Work instructions >> Tally how many lines in the data hold the word "acodec", and give the result with no other text.

Task inputs >>

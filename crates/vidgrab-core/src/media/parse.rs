//! Parse `yt-dlp -J` output into [`VideoInfo`].

use anyhow::{Context, Result};
use serde::Deserialize;
use std::collections::HashMap;

use super::{StreamDescriptor, VideoInfo};

/// Title used when the extractor reports none.
const FALLBACK_TITLE: &str = "video";

#[derive(Debug, Deserialize)]
struct RawInfo {
    title: Option<String>,
    duration: Option<f64>,
    thumbnail: Option<String>,
    #[serde(default)]
    formats: Vec<RawFormat>,
}

#[derive(Debug, Deserialize)]
struct RawFormat {
    format_id: Option<String>,
    ext: Option<String>,
    url: Option<String>,
    protocol: Option<String>,
    height: Option<u32>,
    format_note: Option<String>,
    vcodec: Option<String>,
    acodec: Option<String>,
    filesize: Option<f64>,
    filesize_approx: Option<f64>,
    #[serde(default)]
    http_headers: HashMap<String, String>,
}

/// Only plain HTTP(S) formats can be fetched with a single GET.
fn is_direct(protocol: Option<&str>) -> bool {
    matches!(protocol, None | Some("http") | Some("https"))
}

/// "720p" from height, else from a note like "720p60" / "1080p".
fn resolution_label(height: Option<u32>, note: Option<&str>) -> Option<String> {
    if let Some(h) = height.filter(|h| *h > 0) {
        return Some(format!("{}p", h));
    }
    let note = note?;
    let digits: String = note.chars().take_while(|c| c.is_ascii_digit()).collect();
    if !digits.is_empty() && note[digits.len()..].starts_with('p') {
        Some(format!("{}p", digits))
    } else {
        None
    }
}

fn has_codec(codec: Option<&str>) -> bool {
    matches!(codec, Some(c) if c != "none")
}

pub(crate) fn parse_info(json: &[u8]) -> Result<VideoInfo> {
    let raw: RawInfo = serde_json::from_slice(json).context("invalid yt-dlp JSON")?;

    let streams = raw
        .formats
        .into_iter()
        .filter(|f| is_direct(f.protocol.as_deref()))
        .filter_map(|f| {
            let url = f.url?;
            let format_id = f.format_id?;
            let resolution = resolution_label(f.height, f.format_note.as_deref());
            let height = f
                .height
                .or_else(|| resolution.as_deref().and_then(|r| r.trim_end_matches('p').parse().ok()));
            Some(StreamDescriptor {
                format_id,
                resolution,
                height,
                ext: f.ext.unwrap_or_default(),
                filesize: f
                    .filesize
                    .or(f.filesize_approx)
                    .filter(|n| *n >= 0.0)
                    .map(|n| n as u64),
                has_video: has_codec(f.vcodec.as_deref()),
                has_audio: has_codec(f.acodec.as_deref()),
                url,
                http_headers: f.http_headers,
            })
        })
        .collect();

    Ok(VideoInfo {
        title: raw
            .title
            .filter(|t| !t.trim().is_empty())
            .unwrap_or_else(|| FALLBACK_TITLE.to_string()),
        duration_secs: raw.duration.filter(|d| *d >= 0.0).map(|d| d.round() as u64),
        thumbnail_url: raw.thumbnail,
        streams,
    })
}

Task response >> 2